El regeneracionismo asomó la cabeza hace ciento treinta años bajo la tutela de Joaquín Costa, dejando una huella histórica problemática. De forma paradójica, y valorando aquel movimiento desde el presente, parece haber influido sobre todo, aunque de un modo simplificado y reduccionista, en quienes ignoran las fuentes.
Caciquismo y oligarquía, oligarquía y caciquismo, son los trazos básicos del cuadro que dejó Costa de la Restauración. Pero con esas dos palabras, memorizadas en el aula, no se hace justicia a la obra de Cánovas, ni se pondera aquel parlamentarismo ciertamente mejorable (como también lo eran muchos otros parlamentarismos europeos), ni se arroja de una vez el flagelo que tanto favorece la causa de los actuales enemigos de la democracia del 78 y de la integridad territorial.
Por otra parte, un costista real, sacado de la tumba, tendría que admitir esto: si en alguna parte han arraigado los dos grandes males arriba consignados es en ciertas Comunidades Autónomas empeñadas en separarse o extrañarse de España como principal objetivo político. Quien busque huella de caciquismo, vuelva su mirada hacia Cataluña. Quien husmee oligarquías, que acerque la nariz a formidables grupos sobrealimentados por gracia del bipartidismo hasta la obesidad empresarial. Deberían comprar tres asientos en el avión porque no dejan sitio a los competidores. Pienso en imperios y reinos mediáticos, pero no solo.
Era una España hambrienta, ignorante y holgazana la que dibujaban Costa y sus epígonos. Ellos “diagnosticaban”, pues adoraban la analogía médica dada su visión organicista, en no poca medida prefascista, deseosa de un “cirujano de hierro”. No será de aquel molde anti liberal de donde extraigamos hogaño las formas de regeneración que España precisa para entrar confiada en la década que apunta. El mundo que empieza a desperezarse traerá transformaciones mucho más profundas que el alumbrado eléctrico de las ciudades o la sustitución de los coches de caballos por automóviles.
La España que pide paso, no permiso, orilla el regeneracionismo histórico (por agorero, estéril y organicista) y exige regeneraciones concretas operadas desde la democracia española existente y a través de su Constitución, marco del más largo período de libertad y prosperidad que ha conocido la Nación.

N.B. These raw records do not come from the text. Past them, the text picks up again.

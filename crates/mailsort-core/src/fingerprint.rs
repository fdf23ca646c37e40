//! Content fingerprinting for result-cache keys.

use sha2::{Digest, Sha256};

/// Deterministic fingerprint of an email's subject and body.
///
/// The NUL delimiter keeps ("", "ab") and ("a", "b") distinct; hashing the
/// bare concatenation would let an empty subject collide with a body that
/// happens to equal another email's subject+body.
pub fn content_fingerprint(subject: &str, body: &str) -> String {
    let mut hasher = Sha256::new();
    hasher.update(subject.as_bytes());
    hasher.update([0u8]);
    hasher.update(body.as_bytes());
    hex::encode(hasher.finalize())
}

#[cfg(test)]
mod tests {
    use super::*;

    #[test]
    fn test_fingerprint_deterministic() {
        assert_eq!(
            content_fingerprint("Invoice", "amount due"),
            content_fingerprint("Invoice", "amount due")
        );
    }

    #[test]
    fn test_fingerprint_differs_by_content() {
        assert_ne!(
            content_fingerprint("Invoice", "amount due"),
            content_fingerprint("Invoice", "paid in full")
        );
    }

    #[test]
    fn test_fingerprint_delimiter_prevents_shift_collision() {
        assert_ne!(content_fingerprint("", "ab"), content_fingerprint("a", "b"));
        assert_ne!(
            content_fingerprint("ab", ""),
            content_fingerprint("a", "b")
        );
    }

    #[test]
    fn test_fingerprint_is_hex() {
        let fp = content_fingerprint("s", "b");
        assert_eq!(fp.len(), 64);
        assert!(fp.chars().all(|c| c.is_ascii_hexdigit()));
    }
}
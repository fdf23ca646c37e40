//! # mailsort-jobs
//!
//! Asynchronous categorization: durable job queue, two-tier result
//! cache, and the background worker.
//!
//! This crate provides:
//! - Job submission and status tracking through the queue
//! - A memory-over-durable result cache with hit/miss accounting
//! - Synchronous bulk processing with cache partitioning
//! - A single-consumer worker with graceful shutdown and events
//!
//! ## Example
//!
//! ```ignore
//! use mailsort_jobs::{CategorizationWorker, TaskPipeline, TwoTierResultCache, WorkerConfig};
//!
//! let results = Arc::new(PgResultCacheRepository::new(db.pool.clone()));
//! let cache = Arc::new(TwoTierResultCache::new(results));
//! let pipeline = TaskPipeline::new(jobs.clone(), cache.clone(), engine.clone());
//!
//! let worker = CategorizationWorker::new(jobs, engine, cache, WorkerConfig::from_env());
//! let handle = worker.start();
//!
//! let job_id = pipeline.submit_standalone(&email).await?;
//!
//! // Graceful shutdown
//! handle.shutdown().await?;
//! ```

pub mod pipeline;
pub mod two_tier;
pub mod worker;

// Re-export core types
pub use mailsort_core::*;

pub use pipeline::{BulkOutcome, TaskPipeline};
pub use two_tier::TwoTierResultCache;
pub use worker::{CategorizationWorker, WorkerConfig, WorkerEvent, WorkerHandle};
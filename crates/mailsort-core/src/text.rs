//! Email text normalization for embedding.
//!
//! Raw email bodies carry markup, signatures, and quoted replies that add
//! noise to the embedding. Normalization strips all of that down to a short
//! canonical string. Every function here is pure; `clean_body` is idempotent
//! so re-normalizing cached text is harmless.

use once_cell::sync::Lazy;
use regex::Regex;

use crate::defaults::EMPTY_TEXT_SENTINEL;

static HTML_TAG: Lazy<Regex> = Lazy::new(|| Regex::new(r"<[^>]+>").unwrap());

static SIGNATURE_PATTERNS: Lazy<Vec<Regex>> = Lazy::new(|| {
    [
        // "-- " delimiter line and everything after it
        r"(?is)\n--\s*\n.*$",
        r"(?is)\nsent from my.*$",
        r"(?is)\n(?:best regards?|thanks?|sincerely),.*$",
    ]
    .iter()
    .map(|p| Regex::new(p).unwrap())
    .collect()
});

static WHITESPACE: Lazy<Regex> = Lazy::new(|| Regex::new(r"\s+").unwrap());

/// Clean an email body: strip markup, signatures, and quoted replies,
/// then collapse whitespace.
pub fn clean_body(content: &str) -> String {
    if content.is_empty() {
        return String::new();
    }

    let mut text = HTML_TAG.replace_all(content, " ").into_owned();

    for pattern in SIGNATURE_PATTERNS.iter() {
        text = pattern.replace(&text, "").into_owned();
    }

    // Drop quoted-reply lines
    let text: String = text
        .lines()
        .filter(|line| !line.trim_start().starts_with('>'))
        .collect::<Vec<_>>()
        .join("\n");

    WHITESPACE.replace_all(&text, " ").trim().to_string()
}

/// Truncate to at most `max` characters, respecting char boundaries.
pub fn truncate_chars(text: &str, max: usize) -> &str {
    match text.char_indices().nth(max) {
        Some((idx, _)) => &text[..idx],
        None => text,
    }
}

/// Extract the canonical text fed to the embedder.
///
/// Joins the truncated subject and cleaned body as `"subject. body"`, or
/// returns whichever part is non-empty, or a fixed sentinel when both are.
pub fn meaningful_text(subject: &str, body: &str, max_subject: usize, max_body: usize) -> String {
    let subject = truncate_chars(subject, max_subject);
    let cleaned = clean_body(body);
    let cleaned = truncate_chars(&cleaned, max_body);

    match (subject.is_empty(), cleaned.is_empty()) {
        (false, false) => format!("{}. {}", subject, cleaned),
        (false, true) => subject.to_string(),
        (true, false) => cleaned.to_string(),
        (true, true) => EMPTY_TEXT_SENTINEL.to_string(),
    }
}
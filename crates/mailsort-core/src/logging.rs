//! Structured logging schema and field name constants for mailsort.
//!
//! All crates use these constants for consistent structured logging fields,
//! so log aggregation tools can query by standardized names across every
//! subsystem.
//!
//! ## Log Level Contract
//!
//! | Level | Usage |
//! |-------|-------|
//! | ERROR | Degraded service, requires operator attention |
//! | WARN  | Recoverable issue, automatic fallback applied |
//! | INFO  | Lifecycle events (startup, shutdown), operation completions |
//! | DEBUG | Decision points, intermediate values, config choices |
//! | TRACE | Per-item iteration, high-volume data (scan hits, cache ops) |

// =============================================================================
// IDENTITY FIELDS
// =============================================================================

/// Subsystem originating the log event.
/// Values: "engine", "match", "db", "inference", "jobs"
pub const SUBSYSTEM: &str = "subsystem";

/// Component within a subsystem.
/// Examples: "matcher", "embedder", "pool", "worker", "result_cache"
pub const COMPONENT: &str = "component";

/// Logical operation name.
/// Examples: "categorize", "find_similar", "embed", "claim_next"
pub const OPERATION: &str = "op";

// =============================================================================
// ENTITY FIELDS
// =============================================================================

/// Email identifier being categorized.
pub const EMAIL_ID: &str = "email_id";

/// Job UUID being processed.
pub const JOB_ID: &str = "job_id";

/// Category UUID being operated on.
pub const CATEGORY_ID: &str = "category_id";

/// Category name (canonical, lower-case).
pub const CATEGORY_NAME: &str = "category_name";

// =============================================================================
// MEASUREMENT FIELDS
// =============================================================================

/// Wall-clock duration in milliseconds.
pub const DURATION_MS: &str = "duration_ms";

/// Number of results returned by a similarity search.
pub const RESULT_COUNT: &str = "result_count";

/// Similarity score of the best match.
pub const SCORE: &str = "score";

/// Search strategy in effect ("pgvector", "in_memory").
pub const STRATEGY: &str = "strategy";

// =============================================================================
// OUTCOME FIELDS
// =============================================================================

/// Boolean success/failure indicator.
pub const SUCCESS: &str = "success";

/// Error message when an operation fails.
pub const ERROR_MSG: &str = "error";
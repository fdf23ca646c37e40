//! Bounded TTL cache for embedding vectors.
//!
//! Keys are 64-bit hashes of the trimmed input text. Expiry is lazy: an
//! entry past its TTL is dropped on the read that finds it. When the cache
//! is full, the entry inserted earliest is evicted, whether or not it has
//! expired.

use std::collections::hash_map::DefaultHasher;
use std::collections::HashMap;
use std::hash::{Hash, Hasher};
use std::sync::Mutex;
use std::time::{Duration, Instant};

use tracing::debug;

use mailsort_core::defaults;

struct Entry {
    vector: Vec<f32>,
    inserted_at: Instant,
}

/// Thread-safe embedding cache with bounded capacity and TTL.
pub struct EmbeddingCache {
    entries: Mutex<HashMap<u64, Entry>>,
    capacity: usize,
    ttl: Duration,
}

/// Hash a text to its cache key. Leading/trailing whitespace does not
/// change the key.
pub fn cache_key(text: &str) -> u64 {
    let mut hasher = DefaultHasher::new();
    text.trim().hash(&mut hasher);
    hasher.finish()
}

impl EmbeddingCache {
    /// Create a cache with the default capacity and TTL.
    pub fn new() -> Self {
        Self::with_config(
            defaults::EMBED_CACHE_SIZE,
            Duration::from_secs(defaults::EMBED_CACHE_TTL_SECS),
        )
    }

    /// Create a cache with explicit capacity and TTL.
    pub fn with_config(capacity: usize, ttl: Duration) -> Self {
        Self {
            entries: Mutex::new(HashMap::new()),
            capacity: capacity.max(1),
            ttl,
        }
    }

    /// Look up a vector by key, dropping it if expired.
    pub fn get(&self, key: u64) -> Option<Vec<f32>> {
        let mut entries = self.entries.lock().unwrap();
        match entries.get(&key) {
            Some(entry) if entry.inserted_at.elapsed() < self.ttl => Some(entry.vector.clone()),
            Some(_) => {
                entries.remove(&key);
                None
            }
            None => None,
        }
    }

    /// Insert a vector, evicting the oldest entry when at capacity.
    pub fn insert(&self, key: u64, vector: Vec<f32>) {
        let mut entries = self.entries.lock().unwrap();

        if entries.len() >= self.capacity && !entries.contains_key(&key) {
            let oldest = entries
                .iter()
                .min_by_key(|(_, e)| e.inserted_at)
                .map(|(k, _)| *k);
            if let Some(oldest_key) = oldest {
                entries.remove(&oldest_key);
                debug!(
                    subsystem = "inference",
                    component = "embed_cache",
                    op = "evict",
                    "Evicted oldest cache entry at capacity"
                );
            }
        }

        entries.insert(
            key,
            Entry {
                vector,
                inserted_at: Instant::now(),
            },
        );
    }

    /// Remove all entries.
    pub fn clear(&self) {
        self.entries.lock().unwrap().clear();
    }

    /// Number of cached entries (including not-yet-collected expired ones).
    pub fn len(&self) -> usize {
        self.entries.lock().unwrap().len()
    }

    /// Whether the cache is empty.
    pub fn is_empty(&self) -> bool {
        self.len() == 0
    }
}

impl Default for EmbeddingCache {
    fn default() -> Self {
        Self::new()
    }
}

#[cfg(test)]
mod tests {
    use super::*;

    #[test]
    fn test_cache_key_trims_whitespace() {
        assert_eq!(cache_key("hello"), cache_key("  hello  "));
        assert_ne!(cache_key("hello"), cache_key("world"));
    }

    #[test]
    fn test_insert_and_get() {
        let cache = EmbeddingCache::with_config(10, Duration::from_secs(60));
        let key = cache_key("invoice");
        cache.insert(key, vec![1.0, 2.0]);
        assert_eq!(cache.get(key), Some(vec![1.0, 2.0]));
        assert_eq!(cache.len(), 1);
    }

    #[test]
    fn test_expired_entry_dropped_on_read() {
        let cache = EmbeddingCache::with_config(10, Duration::from_millis(0));
        let key = cache_key("invoice");
        cache.insert(key, vec![1.0]);
        assert_eq!(cache.get(key), None);
        assert!(cache.is_empty());
    }

    #[test]
    fn test_capacity_evicts_oldest() {
        let cache = EmbeddingCache::with_config(2, Duration::from_secs(60));
        let k1 = cache_key("first");
        let k2 = cache_key("second");
        let k3 = cache_key("third");

        cache.insert(k1, vec![1.0]);
        std::thread::sleep(Duration::from_millis(2));
        cache.insert(k2, vec![2.0]);
        std::thread::sleep(Duration::from_millis(2));
        cache.insert(k3, vec![3.0]);

        assert_eq!(cache.len(), 2);
        assert_eq!(cache.get(k1), None);
        assert!(cache.get(k2).is_some());
        assert!(cache.get(k3).is_some());
    }

    #[test]
    fn test_reinsert_existing_key_does_not_evict() {
        let cache = EmbeddingCache::with_config(2, Duration::from_secs(60));
        let k1 = cache_key("first");
        let k2 = cache_key("second");

        cache.insert(k1, vec![1.0]);
        cache.insert(k2, vec![2.0]);
        cache.insert(k1, vec![9.0]);

        assert_eq!(cache.len(), 2);
        assert_eq!(cache.get(k1), Some(vec![9.0]));
        assert!(cache.get(k2).is_some());
    }

    #[test]
    fn test_clear() {
        let cache = EmbeddingCache::with_config(10, Duration::from_secs(60));
        cache.insert(cache_key("a"), vec![1.0]);
        cache.clear();
        assert!(cache.is_empty());
    }
}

Exigimos la regeneración específica del sistema educativo, del complejo entramado competencial, de la contratación pública, del gobierno del Poder Judicial, etc. Lo otro, fatalista y generalizador hasta la brocha gorda, es una filfa; solo aporta pesimismo, apoliticismo y mentira: hoy ostenta España el segundo puesto del planeta en esperanza de vida, tiene una sanidad pública envidiada por los países más ricos que el nuestro (que no son muchos), no quedan más analfabetos que, acaso, algunos muy ancianos y, por fin, pertenecemos al más avanzado club del mundo en libertades y bienestar social: la Unión Europea. Creo que el costismo, que tomó a Europa por una especie de talismán, se habría dado por satisfecho.
Y sin embargo... a un Costa redivivo le resultaría familiar el turno de partidos y el tesón con que las élites (la oligarquía, diría) se siguen aferrando a él una vez han salido a la luz las vergüenzas de las dos organizaciones hasta ayer protagonistas únicas de la vida política.
Existen cinco partidos de ámbito nacional en un rango que va de los casi dos millones setecientos mil votantes de Vox a los casi siete millones y medio de votantes del PSOE. En medio, Podemos con casi cuatro millones, y Ciudadanos y PP por encima de esa cifra. Bipartidismo, dicen. ¿Qué bipartidismo? El que sueñan resucitar los dos partidos de turno, la oligarquía acomodada a sus dos teléfonos (el rojo y el azul) para resolver sus cosillas y, claro, el caciquismo periférico, que ve desvanecerse el negocio de la muleta.